Employee Aggression toward Human Resources


A  recent survey has provided some evidence to suggest that people in human resources have become the target of aggressive actions by other workers simply because of their role in the organization.

Almost one-third of the Kentucky-based human resource workers surveyed in an online poll reported being the target of aggressive behavior, which included things like interference at work, verbal abuse, even threats and intimidation. The percentage of human resource workers who reported being bullied was about the same as for workers in general. However, more than half of the people in human resources believed they were targeted specifically because they worked in human resources.

An earlier study of nearly 1,500 human resource workers was conducted in the United Kingdom. In that survey, more than half of the people in human resources reported being the target of aggressive behavior at work.

The conflict may be the result of the changing duties of workers in human resources, which has become more strategic than in the past, according to Teresa Daniel, a human resources professor who conducted the survey. Because their job is to challenge and coach business leaders, their interactions can set off conflicts or defensive responses that might ultimately lead to more aggressive behavior, Daniel says.

Human resource workers offered their own reasons for the aggressive behavior. One reason may be that their role often is not fully appreciated or understood by others. Another is that they often have to deny managers’ requests, and another is that managers may feel they are not properly qualified to make the policy decisions they do. Another reason is that the human resource person is the firewall in many instances, protecting the interests of other employees, but taking heat in the process.

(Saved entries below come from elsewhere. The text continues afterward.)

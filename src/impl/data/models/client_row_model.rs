use chrono::{DateTime, Utc};
use fractic_server_error::ServerError;

use crate::entities::{Client, ClientDraft, ClientId, ClientStatus, UserId};

/// Row of the `clients` table.
#[derive(Debug, Clone, PartialEq, serde_derive::Serialize, serde_derive::Deserialize)]
pub struct ClientRowModel {
    pub id: String,
    pub user_id: String,
    pub name: String,
    pub email: Option<String>,
    pub phone: Option<String>,
    pub program: Option<String>,
    #[serde(default)]
    pub notes: String,
    pub status: String,
    pub progress: u8,
    pub session_count: u32,
    pub next_session: Option<DateTime<Utc>>,
    pub created_at: DateTime<Utc>,
}

impl ClientRowModel {
    pub(crate) fn from_draft(id: &ClientId, draft: &ClientDraft) -> Self {
        Self {
            id: id.to_string(),
            user_id: draft.user_id.to_string(),
            name: draft.name.clone(),
            email: draft.email.clone(),
            phone: draft.phone.clone(),
            program: draft.program.clone(),
            notes: draft.notes.clone(),
            status: draft.status.to_string(),
            progress: draft.progress,
            session_count: draft.session_count,
            next_session: draft.next_session,
            created_at: draft.created_at,
        }
    }

    pub(crate) fn from_client(client: &Client) -> Self {
        Self {
            id: client.id.to_string(),
            user_id: client.user_id.to_string(),
            name: client.name.clone(),
            email: client.email.clone(),
            phone: client.phone.clone(),
            program: client.program.clone(),
            notes: client.notes.clone(),
            status: client.status.to_string(),
            progress: client.progress,
            session_count: client.session_count,
            next_session: client.next_session,
            created_at: client.created_at,
        }
    }
}

impl TryFrom<ClientRowModel> for Client {
    type Error = ServerError;
    fn try_from(row: ClientRowModel) -> Result<Self, Self::Error> {
        Ok(Client {
            status: row.status.parse::<ClientStatus>()?,
            id: ClientId(row.id),
            user_id: UserId(row.user_id),
            name: row.name,
            email: row.email,
            phone: row.phone,
            program: row.program,
            notes: row.notes,
            progress: row.progress,
            session_count: row.session_count,
            next_session: row.next_session,
            created_at: row.created_at,
        })
    }
}
use std::{fmt, str::FromStr};

use chrono::{DateTime, NaiveDate, Utc};
use fractic_server_error::ServerError;

use crate::errors::InvalidInvoiceStatus;

use super::ids::{ClientId, InvoiceId, InvoiceItemId, UserId};

/// Any status is reachable from any other; nothing moves an invoice to
/// `Overdue` automatically.
#[derive(Debug, Clone, Copy, PartialEq, Eq, Hash, PartialOrd, Ord)]
pub enum InvoiceStatus {
    Pending,
    Paid,
    Overdue,
}

impl InvoiceStatus {
    pub fn as_str(&self) -> &'static str {
        match self {
            InvoiceStatus::Pending => "pending",
            InvoiceStatus::Paid => "paid",
            InvoiceStatus::Overdue => "overdue",
        }
    }
}

impl fmt::Display for InvoiceStatus {
    fn fmt(&self, f: &mut fmt::Formatter<'_>) -> fmt::Result {
        f.write_str(self.as_str())
    }
}

impl FromStr for InvoiceStatus {
    type Err = ServerError;
    fn from_str(s: &str) -> Result<Self, Self::Err> {
        match s {
            "pending" => Ok(InvoiceStatus::Pending),
            "paid" => Ok(InvoiceStatus::Paid),
            "overdue" => Ok(InvoiceStatus::Overdue),
            other => Err(InvalidInvoiceStatus::new(other)),
        }
    }
}

/// A billable line as entered in the invoice form.
#[derive(Debug, Clone, PartialEq)]
pub struct InvoiceItemInput {
    pub description: String,
    pub quantity: i64,
    pub rate: f64,
}

impl InvoiceItemInput {
    pub fn new(description: impl Into<String>, quantity: i64, rate: f64) -> Self {
        Self {
            description: description.into(),
            quantity,
            rate,
        }
    }
}

#[derive(Debug, Clone, PartialEq)]
pub struct InvoiceItem {
    pub id: InvoiceItemId,
    pub description: String,
    pub quantity: i64,
    pub rate: f64,
    /// Always `quantity * rate`.
    pub amount: f64,
}

impl From<&InvoiceItem> for InvoiceItemInput {
    fn from(item: &InvoiceItem) -> Self {
        Self {
            description: item.description.clone(),
            quantity: item.quantity,
            rate: item.rate,
        }
    }
}

#[derive(Debug, Clone, PartialEq)]
pub struct Invoice {
    pub id: InvoiceId,
    pub user_id: UserId,
    pub client_id: ClientId,
    /// Gross total derived from `items` at last save. Never set directly.
    pub amount: f64,
    pub issue_date: NaiveDate,
    pub due_date: Option<NaiveDate>,
    pub status: InvoiceStatus,
    pub notes: Option<String>,
    pub tax_rate: f64,
    pub includes_tax: bool,
    pub paid_at: Option<DateTime<Utc>>,
    pub created_at: DateTime<Utc>,
    pub items: Vec<InvoiceItem>,
}

/// Invoice row contents before the store has assigned it an id.
#[derive(Debug, Clone)]
pub struct InvoiceDraft {
    pub user_id: UserId,
    pub client_id: ClientId,
    pub amount: f64,
    pub issue_date: NaiveDate,
    pub due_date: Option<NaiveDate>,
    pub status: InvoiceStatus,
    pub notes: Option<String>,
    pub tax_rate: f64,
    pub includes_tax: bool,
    pub paid_at: Option<DateTime<Utc>>,
    pub created_at: DateTime<Utc>,
}

#[derive(Debug, Clone)]
pub struct NewInvoice {
    pub client_id: ClientId,
    pub items: Vec<InvoiceItemInput>,
    pub due_date: Option<NaiveDate>,
    pub status: InvoiceStatus,
    pub notes: Option<String>,
    /// Falls back to the configured default rate.
    pub tax_rate: Option<f64>,
    pub includes_tax: bool,
    /// Falls back to today's date.
    pub issue_date: Option<NaiveDate>,
}

impl NewInvoice {
    pub fn new(client_id: ClientId, items: Vec<InvoiceItemInput>) -> Self {
        Self {
            client_id,
            items,
            due_date: None,
            status: InvoiceStatus::Pending,
            notes: None,
            tax_rate: None,
            includes_tax: false,
            issue_date: None,
        }
    }
}

/// Partial field update. `None` leaves a field unchanged; the nested options
/// (`due_date`, `notes`) use `Some(None)` to clear.
#[derive(Debug, Clone, Default)]
pub struct InvoicePatch {
    pub client_id: Option<ClientId>,
    pub issue_date: Option<NaiveDate>,
    pub due_date: Option<Option<NaiveDate>>,
    pub status: Option<InvoiceStatus>,
    pub notes: Option<Option<String>>,
    pub tax_rate: Option<f64>,
    pub includes_tax: Option<bool>,
}

impl InvoicePatch {
    pub(crate) fn changes_tax(&self) -> bool {
        self.tax_rate.is_some() || self.includes_tax.is_some()
    }
}

/// What happens to `paid_at` when an invoice leaves the `Paid` status.
#[derive(Debug, Clone, Copy, PartialEq, Eq, Default, serde_derive::Deserialize)]
pub enum PaymentDatePolicy {
    #[default]
    KeepOnUnpaid,
    ClearOnUnpaid,
}

// --

impl Invoice {
    pub(crate) fn from_draft(id: InvoiceId, draft: InvoiceDraft) -> Self {
        let InvoiceDraft {
            user_id,
            client_id,
            amount,
            issue_date,
            due_date,
            status,
            notes,
            tax_rate,
            includes_tax,
            paid_at,
            created_at,
        } = draft;
        Self {
            id,
            user_id,
            client_id,
            amount,
            issue_date,
            due_date,
            status,
            notes,
            tax_rate,
            includes_tax,
            paid_at,
            created_at,
            items: Vec::new(),
        }
    }

    pub(crate) fn item_inputs(&self) -> Vec<InvoiceItemInput> {
        self.items.iter().map(InvoiceItemInput::from).collect()
    }

    /// Sets the status. Entering `Paid` stamps the payment date; leaving it
    /// follows `policy`.
    pub(crate) fn transition_to(
        &mut self,
        status: InvoiceStatus,
        now: DateTime<Utc>,
        policy: PaymentDatePolicy,
    ) {
        let was_paid = self.status == InvoiceStatus::Paid;
        match status {
            InvoiceStatus::Paid if !was_paid || self.paid_at.is_none() => {
                self.paid_at = Some(now);
            }
            InvoiceStatus::Paid => {}
            _ => {
                if policy == PaymentDatePolicy::ClearOnUnpaid {
                    self.paid_at = None;
                }
            }
        }
        self.status = status;
    }

    pub(crate) fn apply_patch(
        &mut self,
        patch: &InvoicePatch,
        now: DateTime<Utc>,
        policy: PaymentDatePolicy,
    ) {
        if let Some(client_id) = &patch.client_id {
            self.client_id = client_id.clone();
        }
        if let Some(issue_date) = patch.issue_date {
            self.issue_date = issue_date;
        }
        if let Some(due_date) = patch.due_date {
            self.due_date = due_date;
        }
        if let Some(notes) = &patch.notes {
            self.notes = notes.clone();
        }
        if let Some(tax_rate) = patch.tax_rate {
            self.tax_rate = tax_rate;
        }
        if let Some(includes_tax) = patch.includes_tax {
            self.includes_tax = includes_tax;
        }
        if let Some(status) = patch.status {
            if status != self.status {
                self.transition_to(status, now, policy);
            }
        }
    }
}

Daniel says there are several things human resource professionals can do to blunt the aggressive behavior. She says human resources should increase the communication with managers and do it before problems arise. Human resources needs to better educate managers on how to handle routine problems that relate to the workforce. She says human resource workers also need to become more knowledgeable about the business itself – the financial elements, customers and operations – to get a better understanding of what motivates the behavior of managers.